SONOFF Announces Matter Support — If You Self-Host eWeLink's CUBE OS
If you've a Raspberry Pi 4, Raspberry Pi 5, or compatible NAS handy, your SONOFF gear can be upgraded to Matter right now.
Home automation and Internet of Things (IoT) specialist SONOFF has announced official support for the Matter vendor-neutral interoperability standard — providing you self-host a copy of eWeLink's CUBE OS, that is.
"Now all your SONOFF devices work with Matter easily," the company announced this week. "Bringing SONOFF Wi-Fi & Zigbee devices into the Matter ecosystem is now official and simple. Works seamlessly with Matter platforms like Apple Home and Google Home."
Originally known as Project Connected Home over IP, Matter — developed by a consortium formed of Amazon, Apple, Google, Samsung, and what was known at the time as the Zigbee Alliance — aims to address the fragmentation of the smart home connectivity sector. Any Matter device can be connected to any Matter network and controlled with any Matter-compliant software — regardless of the manufacturer of the device, hub, or app. In some cases, adding Matter support is as simple as a firmware upgrade; in others, it requires new hardware.
In SONOFF's case, it's somewhere between the two. The company's existing smart home products won't receive an upgrade to native Matter support, but will instead be connected to Matter networks using either a dedicated Matter bridge — or a self-hosted copy of eWeLink's CUBE OS, with a Zigbee radio dongle if required.
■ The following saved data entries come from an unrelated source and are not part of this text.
use std::sync::Arc;

use axum::{
    body::Body,
    http::{Request, StatusCode},
    Router,
};
use chrono::{Duration, Utc};
use jsonwebtoken::{encode, EncodingKey, Header};
use once_cell::sync::Lazy;
use serde_json::Value;
use tower::ServiceExt;

use shared_config::AppConfig;
use shared_database::{connect, run_migrations, AppState};
use shared_models::auth::{JwtClaims, Role};

use crate::jwt::create_token;
use crate::password::hash_password;

pub const TEST_JWT_SECRET: &str = "test-secret-key-for-jwt-validation-must-be-long-enough";
pub const TEST_PASSWORD: &str = "Password123";

// Argon2 is slow in debug builds; hash the shared test password once.
static TEST_PASSWORD_HASH: Lazy<String> =
    Lazy::new(|| hash_password(TEST_PASSWORD).expect("test password hashes"));

pub fn test_config() -> AppConfig {
    AppConfig {
        database_url: "sqlite::memory:".to_string(),
        jwt_secret: TEST_JWT_SECRET.to_string(),
        jwt_expiration_hours: 24,
        server_host: "127.0.0.1".to_string(),
        server_port: 0,
        cors_allowed_origin: None,
        admin_email: None,
        admin_password: None,
    }
}

#[derive(Debug, Clone)]
pub struct TestUser {
    pub id: i64,
    pub email: String,
    pub role: Role,
    /// Linked client record, only for patients.
    pub client_id: Option<i64>,
}

impl TestUser {
    pub fn client_id(&self) -> i64 {
        self.client_id.expect("test user is a patient with a client record")
    }
}

/// Fresh in-memory database with the schema applied.
pub struct TestContext {
    pub state: Arc<AppState>,
}

impl TestContext {
    pub async fn new() -> Self {
        let config = test_config();
        let db = connect(&config.database_url).await.expect("in-memory database");
        run_migrations(&db).await.expect("migrations apply");

        Self {
            state: Arc::new(AppState::new(config, db)),
        }
    }

    pub fn db(&self) -> &sqlx::SqlitePool {
        &self.state.db
    }

    pub async fn create_user(&self, email: &str, role: Role) -> TestUser {
        let now = Utc::now();
        let (id,): (i64,) = sqlx::query_as(
            "INSERT INTO users (email, password_hash, first_name, last_name, phone, role, is_active, created_at, updated_at)
             VALUES (?, ?, ?, ?, ?, ?, 1, ?, ?) RETURNING id",
        )
        .bind(email)
        .bind(TEST_PASSWORD_HASH.as_str())
        .bind("Test")
        .bind("User")
        .bind("514-555-0100")
        .bind(role)
        .bind(now)
        .bind(now)
        .fetch_one(self.db())
        .await
        .expect("user inserts");

        TestUser {
            id,
            email: email.to_string(),
            role,
            client_id: None,
        }
    }

    pub async fn create_admin(&self, email: &str) -> TestUser {
        self.create_user(email, Role::Administrator).await
    }

    pub async fn create_doctor(&self, email: &str) -> TestUser {
        self.create_user(email, Role::Doctor).await
    }

    /// Patient login plus its linked client record.
    pub async fn create_patient(&self, email: &str) -> TestUser {
        let mut user = self.create_user(email, Role::Patient).await;
        let client_id = self.create_client(email, Some(user.id)).await;
        user.client_id = Some(client_id);
        user
    }

    pub async fn create_client(&self, email: &str, user_id: Option<i64>) -> i64 {
        let now = Utc::now();
        let (id,): (i64,) = sqlx::query_as(
            "INSERT INTO clients (user_id, first_name, last_name, email, phone, created_at, updated_at)
             VALUES (?, ?, ?, ?, ?, ?, ?) RETURNING id",
        )
        .bind(user_id)
        .bind("Test")
        .bind("Client")
        .bind(email)
        .bind("514-555-0101")
        .bind(now)
        .bind(now)
        .fetch_one(self.db())
        .await
        .expect("client inserts");
        id
    }

    pub fn token_for(&self, user: &TestUser) -> String {
        create_token(
            user.id,
            &user.email,
            user.role,
            &self.state.config.jwt_secret,
            self.state.config.jwt_expiration_hours,
        )
        .expect("token signs")
    }
}

pub struct JwtTestUtils;

impl JwtTestUtils {
    pub fn create_test_token(user: &TestUser, secret: &str, exp_hours: i64) -> String {
        let now = Utc::now();
        let claims = JwtClaims {
            sub: user.id.to_string(),
            email: user.email.clone(),
            role: user.role,
            iat: now.timestamp(),
            exp: (now + Duration::hours(exp_hours)).timestamp(),
        };

        encode(&Header::default(), &claims, &EncodingKey::from_secret(secret.as_bytes()))
            .expect("token encodes")
    }

    pub fn create_expired_token(user: &TestUser, secret: &str) -> String {
        Self::create_test_token(user, secret, -2)
    }

    pub fn create_invalid_signature_token(user: &TestUser) -> String {
        Self::create_test_token(user, "wrong-secret", 24)
    }

    pub fn create_malformed_token() -> String {
        "invalid.token.format".to_string()
    }
}

/// Sends one request through `app` and returns the status with the JSON body
/// (`Value::Null` when the body is empty).
pub async fn send_request(
    app: &Router,
    method: &str,
    uri: &str,
    token: Option<&str>,
    body: Option<Value>,
) -> (StatusCode, Value) {
    let mut builder = Request::builder().method(method).uri(uri);

    if let Some(token) = token {
        builder = builder.header("authorization", format!("Bearer {}", token));
    }

    let request = match body {
        Some(json) => builder
            .header("content-type", "application/json")
            .body(Body::from(json.to_string())),
        None => builder.body(Body::empty()),
    }
    .expect("request builds");

    let response = app.clone().oneshot(request).await.expect("router responds");
    let status = response.status();

    let bytes = axum::body::to_bytes(response.into_body(), usize::MAX)
        .await
        .expect("body reads");

    let json = if bytes.is_empty() {
        Value::Null
    } else {
        serde_json::from_slice(&bytes)
            .unwrap_or_else(|_| Value::String(String::from_utf8_lossy(&bytes).into_owned()))
    };

    (status, json)
}

#[cfg(test)]
mod tests {
    use super::*;
    use crate::jwt::validate_token;

    #[test]
    fn test_config_creation() {
        let config = test_config();
        assert_eq!(config.database_url, "sqlite::memory:");
        assert!(config.is_configured());
    }

    #[test]
    fn test_jwt_token_creation() {
        let user = TestUser {
            id: 7,
            email: "test@example.com".to_string(),
            role: Role::Patient,
            client_id: None,
        };
        let token = JwtTestUtils::create_test_token(&user, TEST_JWT_SECRET, 1);
        assert_eq!(token.split('.').count(), 3);
        assert_eq!(validate_token(&token, TEST_JWT_SECRET).unwrap().id, 7);
        assert!(validate_token(&JwtTestUtils::create_invalid_signature_token(&user), TEST_JWT_SECRET).is_err());
    }

    #[tokio::test]
    async fn test_context_seeds_patient_with_client() {
        let ctx = TestContext::new().await;
        let patient = ctx.create_patient("patient@example.com").await;

        let (linked,): (Option<i64>,) = sqlx::query_as("SELECT user_id FROM clients WHERE id = ?")
            .bind(patient.client_id())
            .fetch_one(ctx.db())
            .await
            .unwrap();
        assert_eq!(linked, Some(patient.id));
    }
}
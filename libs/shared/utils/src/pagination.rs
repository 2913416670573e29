use serde::Serialize;

pub const DEFAULT_PAGE_SIZE: u32 = 10;
pub const MAX_PAGE_SIZE: u32 = 100;

#[derive(Debug, Clone, Copy, PartialEq, Eq)]
pub struct Pagination {
    pub page: u32,
    pub limit: u32,
}

impl Pagination {
    /// Pages are 1-based; missing or zero values fall back to the defaults and
    /// the page size is capped at `MAX_PAGE_SIZE`.
    pub fn new(page: Option<u32>, limit: Option<u32>) -> Self {
        let page = page.filter(|p| *p > 0).unwrap_or(1);
        let limit = limit
            .filter(|l| *l > 0)
            .unwrap_or(DEFAULT_PAGE_SIZE)
            .min(MAX_PAGE_SIZE);
        Self { page, limit }
    }

    pub fn offset(&self) -> i64 {
        (i64::from(self.page) - 1) * i64::from(self.limit)
    }

    pub fn limit(&self) -> i64 {
        i64::from(self.limit)
    }
}

impl Default for Pagination {
    fn default() -> Self {
        Self::new(None, None)
    }
}

pub fn total_pages(total: i64, limit: u32) -> u32 {
    if total <= 0 || limit == 0 {
        return 0;
    }
    let limit = i64::from(limit);
    u32::try_from((total + limit - 1) / limit).unwrap_or(u32::MAX)
}

#[derive(Debug, Clone, Serialize)]
pub struct Paginated<T> {
    pub items: Vec<T>,
    pub total: i64,
    pub page: u32,
    pub limit: u32,
    pub total_pages: u32,
}

impl<T> Paginated<T> {
    pub fn new(items: Vec<T>, total: i64, pagination: Pagination) -> Self {
        Self {
            items,
            total,
            page: pagination.page,
            limit: pagination.limit,
            total_pages: total_pages(total, pagination.limit),
        }
    }

    pub fn map<U>(self, f: impl FnMut(T) -> U) -> Paginated<U> {
        Paginated {
            items: self.items.into_iter().map(f).collect(),
            total: self.total,
            page: self.page,
            limit: self.limit,
            total_pages: self.total_pages,
        }
    }
}
use std::sync::Arc;

use axum::{
    middleware,
    routing::{get, post},
    Router,
};

use shared_database::AppState;
use shared_utils::extractor::auth_middleware;

use crate::handlers::*;

/// Patient self-service portal, mounted at `/api/patient`.
pub fn patient_routes(state: Arc<AppState>) -> Router {
    Router::new()
        .route("/profile", get(get_profile).put(update_profile))
        .route("/appointments", get(list_appointments).post(book_appointment))
        .route("/appointments/{id}", get(get_appointment))
        .route("/appointments/{id}/cancel", post(cancel_appointment))
        .route("/doctors", get(list_doctors))
        .route("/doctors/{id}/slots", get(doctor_slots))
        .route("/notes", get(list_notes))
        .layer(middleware::from_fn_with_state(state.clone(), auth_middleware))
        .with_state(state)
}
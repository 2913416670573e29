use std::sync::Arc;

use axum::{
    middleware,
    routing::{get, post, put},
    Router,
};

use shared_database::AppState;
use shared_utils::extractor::auth_middleware;

use crate::handlers;

pub fn auth_routes(state: Arc<AppState>) -> Router {
    let public_routes = Router::new()
        .route("/login", post(handlers::login))
        .route("/register", post(handlers::register))
        .route("/verify", post(handlers::verify));

    let protected_routes = Router::new()
        .route("/me", get(handlers::me))
        .route("/password", put(handlers::change_password))
        .layer(middleware::from_fn_with_state(state.clone(), auth_middleware));

    Router::new()
        .merge(public_routes)
        .merge(protected_routes)
        .with_state(state)
}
"eWeLink CUBE OS is a free, open, self-hosted local software system designed to upgrade the smart devices already in your home," eWeLink explains of the latter option. "It allows many eWeLink-supported Wi-Fi devices, such as SONOFF products, to be directly bridged into the Matter network without any additional hardware, enabling them to work simultaneously with Apple Home, SmartThings, Google Home, Amazon Alexa, Home Assistant, and other Matter-compatible platforms."
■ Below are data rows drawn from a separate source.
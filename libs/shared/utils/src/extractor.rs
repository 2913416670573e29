use std::sync::Arc;

use axum::{
    body::Body,
    extract::State,
    http::{header::AUTHORIZATION, HeaderMap, Request},
    middleware::Next,
    response::Response,
};
use headers::{authorization::Bearer, Authorization, HeaderMapExt};
use sqlx::SqlitePool;
use tracing::debug;

use shared_database::AppState;
use shared_models::auth::{AuthUser, Role};
use shared_models::error::AppError;

use crate::jwt::validate_token;

pub fn bearer_token(headers: &HeaderMap) -> Result<String, AppError> {
    if !headers.contains_key(AUTHORIZATION) {
        return Err(AppError::Auth("Missing authorization header".to_string()));
    }

    headers
        .typed_get::<Authorization<Bearer>>()
        .map(|auth| auth.token().to_string())
        .ok_or_else(|| AppError::Auth("Invalid authorization header format".to_string()))
}

/// Reloads the token's account so deletions, deactivations and role changes
/// take effect before the token expires.
pub async fn current_user(db: &SqlitePool, claims: AuthUser) -> Result<AuthUser, AppError> {
    let row: Option<(String, Role, bool)> = sqlx::query_as(
        "SELECT email, role, is_active FROM users WHERE id = ? AND deleted_at IS NULL",
    )
    .bind(claims.id)
    .fetch_optional(db)
    .await?;

    let Some((email, role, is_active)) = row else {
        debug!("Token refers to missing user {}", claims.id);
        return Err(AppError::Auth("Account no longer exists".to_string()));
    };
    if !is_active {
        return Err(AppError::Forbidden("This account has been deactivated".to_string()));
    }

    Ok(AuthUser {
        id: claims.id,
        email,
        role,
    })
}

// Validates the bearer token and stores the caller as an `AuthUser` extension.
pub async fn auth_middleware(
    State(state): State<Arc<AppState>>,
    mut request: Request<Body>,
    next: Next,
) -> Result<Response, AppError> {
    let token = bearer_token(request.headers())?;

    let claims = validate_token(&token, &state.config.jwt_secret)?;
    let user = current_user(&state.db, claims).await?;

    request.extensions_mut().insert(user);

    Ok(next.run(request).await)
}

pub fn extract_user<B>(request: &Request<B>) -> Result<AuthUser, AppError> {
    request
        .extensions()
        .get::<AuthUser>()
        .cloned()
        .ok_or_else(|| AppError::Auth("User not found in request extensions".to_string()))
}

#[cfg(test)]
mod tests {
    use super::*;
    use assert_matches::assert_matches;
    use axum::http::HeaderValue;

    #[test]
    fn test_bearer_token_present() {
        let mut headers = HeaderMap::new();
        headers.insert(AUTHORIZATION, HeaderValue::from_static("Bearer abc.def.ghi"));
        assert_eq!(bearer_token(&headers).unwrap(), "abc.def.ghi");
    }

    #[test]
    fn test_bearer_token_missing() {
        assert_matches!(
            bearer_token(&HeaderMap::new()),
            Err(AppError::Auth(msg)) if msg == "Missing authorization header"
        );
    }

    #[test]
    fn test_bearer_token_wrong_scheme() {
        let mut headers = HeaderMap::new();
        headers.insert(AUTHORIZATION, HeaderValue::from_static("Basic dXNlcjpwYXNz"));
        assert_matches!(
            bearer_token(&headers),
            Err(AppError::Auth(msg)) if msg == "Invalid authorization header format"
        );
    }
}
use std::sync::Arc;

use anyhow::{bail, Context};
use axum::http::HeaderValue;
use dotenv::dotenv;
use tokio::net::TcpListener;
use tower_http::cors::{Any, CorsLayer};
use tower_http::trace::{self, TraceLayer};
use tracing::{info, warn, Level};
use tracing_subscriber::{layer::SubscriberExt, util::SubscriberInitExt};

use auth_cell::AuthService;
use mrms_api::create_router;
use shared_config::AppConfig;
use shared_database::AppState;

fn cors_layer(config: &AppConfig) -> CorsLayer {
    let cors = CorsLayer::new().allow_methods(Any).allow_headers(Any);

    match config.cors_allowed_origin.as_deref().map(HeaderValue::from_str) {
        Some(Ok(origin)) => cors.allow_origin(origin),
        Some(Err(_)) => {
            warn!("CORS_ALLOWED_ORIGIN is not a valid header value, allowing any origin");
            cors.allow_origin(Any)
        }
        None => cors.allow_origin(Any),
    }
}

#[tokio::main]
async fn main() -> anyhow::Result<()> {
    // Loading Env Vars
    dotenv().ok();

    // Initialize tracing
    tracing_subscriber::registry()
        .with(tracing_subscriber::EnvFilter::new(
            std::env::var("RUST_LOG").unwrap_or_else(|_| "info,tower_http=debug".into()),
        ))
        .with(tracing_subscriber::fmt::layer())
        .init();

    info!("Starting MRMS API server");

    let config = AppConfig::from_env();
    if !config.is_configured() {
        bail!("JWT_SECRET must be set before the server can start");
    }

    let cors = cors_layer(&config);
    let bind_address = config.bind_address();

    let state = AppState::initialize(config)
        .await
        .context("failed to prepare the database")?;

    AuthService::new(&state).bootstrap_admin().await?;

    let app = create_router(Arc::new(state))
        .layer(
            TraceLayer::new_for_http()
                .make_span_with(trace::DefaultMakeSpan::new().level(Level::INFO))
                .on_response(trace::DefaultOnResponse::new().level(Level::INFO)),
        )
        .layer(cors);

    info!("Listening on {}", bind_address);

    let listener = TcpListener::bind(&bind_address)
        .await
        .with_context(|| format!("cannot bind {}", bind_address))?;
    axum::serve(listener, app).await?;

    Ok(())
}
The software is compatible with the Raspberry Pi 4 and 5 ranges of single-board computers, eWeLink explains, or can be installed on network attached storage (NAS) devices from Synology or UGREEN or on other machines via a virtual machine running in VirtualBox, VMware, or Hyper-V. For Wi-Fi-based devices, no other hardware is required; for Zigbee-based devices, a USB Zigbee radio dongle is needed to connect them to the CUBE OS server and out onto the rest of the network.
Instructions for installing CUBE OS are available on the eWeLink website; releases are available on GitHub under an unspecified license, with no public source code availability.